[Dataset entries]
--------------------------------

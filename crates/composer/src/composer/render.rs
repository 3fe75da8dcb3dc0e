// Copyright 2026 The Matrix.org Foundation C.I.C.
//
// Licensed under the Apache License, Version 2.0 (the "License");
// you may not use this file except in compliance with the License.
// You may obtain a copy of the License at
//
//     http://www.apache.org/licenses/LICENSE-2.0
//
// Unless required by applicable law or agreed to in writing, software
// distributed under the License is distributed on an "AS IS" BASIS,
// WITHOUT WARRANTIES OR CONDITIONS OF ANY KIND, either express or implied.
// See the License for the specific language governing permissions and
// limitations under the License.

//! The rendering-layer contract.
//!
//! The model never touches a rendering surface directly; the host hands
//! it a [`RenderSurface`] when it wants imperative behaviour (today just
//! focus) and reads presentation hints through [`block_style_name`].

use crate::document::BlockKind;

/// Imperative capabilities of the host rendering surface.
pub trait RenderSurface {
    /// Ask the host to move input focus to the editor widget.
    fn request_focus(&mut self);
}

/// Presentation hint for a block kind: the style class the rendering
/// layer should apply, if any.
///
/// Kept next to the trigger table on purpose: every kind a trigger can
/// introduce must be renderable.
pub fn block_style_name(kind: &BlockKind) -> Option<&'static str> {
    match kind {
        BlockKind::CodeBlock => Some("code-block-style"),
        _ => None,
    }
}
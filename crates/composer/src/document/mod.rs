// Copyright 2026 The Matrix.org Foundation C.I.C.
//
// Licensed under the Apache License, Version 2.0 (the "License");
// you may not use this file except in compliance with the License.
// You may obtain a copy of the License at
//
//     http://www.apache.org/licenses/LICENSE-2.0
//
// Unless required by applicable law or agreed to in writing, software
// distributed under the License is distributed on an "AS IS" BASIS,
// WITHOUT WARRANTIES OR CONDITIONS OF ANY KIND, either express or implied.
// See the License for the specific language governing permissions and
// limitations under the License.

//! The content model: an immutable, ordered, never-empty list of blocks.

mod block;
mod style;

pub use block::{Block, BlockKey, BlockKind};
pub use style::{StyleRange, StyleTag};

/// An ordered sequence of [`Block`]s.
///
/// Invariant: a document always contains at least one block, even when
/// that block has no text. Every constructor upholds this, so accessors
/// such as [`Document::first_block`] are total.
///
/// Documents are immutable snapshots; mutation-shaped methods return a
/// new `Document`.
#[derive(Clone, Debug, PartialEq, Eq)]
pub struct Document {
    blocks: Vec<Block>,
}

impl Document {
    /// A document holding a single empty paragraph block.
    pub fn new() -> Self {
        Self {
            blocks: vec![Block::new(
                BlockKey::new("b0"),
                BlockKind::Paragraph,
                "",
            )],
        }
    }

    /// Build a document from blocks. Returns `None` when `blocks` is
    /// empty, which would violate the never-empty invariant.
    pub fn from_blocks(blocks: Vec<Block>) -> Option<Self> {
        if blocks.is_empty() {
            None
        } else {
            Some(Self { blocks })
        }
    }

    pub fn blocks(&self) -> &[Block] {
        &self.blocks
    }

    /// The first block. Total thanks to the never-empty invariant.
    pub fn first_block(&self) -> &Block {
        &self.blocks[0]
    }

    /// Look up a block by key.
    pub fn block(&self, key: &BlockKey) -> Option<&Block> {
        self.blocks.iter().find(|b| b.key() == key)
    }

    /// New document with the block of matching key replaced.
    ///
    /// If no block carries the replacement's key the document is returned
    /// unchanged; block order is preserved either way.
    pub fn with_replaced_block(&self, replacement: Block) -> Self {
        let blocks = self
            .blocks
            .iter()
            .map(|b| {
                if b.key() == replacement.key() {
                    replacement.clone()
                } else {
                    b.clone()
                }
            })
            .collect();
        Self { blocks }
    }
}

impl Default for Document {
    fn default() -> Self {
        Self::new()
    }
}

--------------------------------

Please write out exactly the line containing "let blocks = self" and every line after it through the end of the records, nothing more.

        let blocks = self
            .blocks
            .iter()
            .map(|b| {
                if b.key() == replacement.key() {
                    replacement.clone()
                } else {
                    b.clone()
                }
            })
            .collect();
        Self { blocks }
    }
}

impl Default for Document {
    fn default() -> Self {
        Self::new()
    }
}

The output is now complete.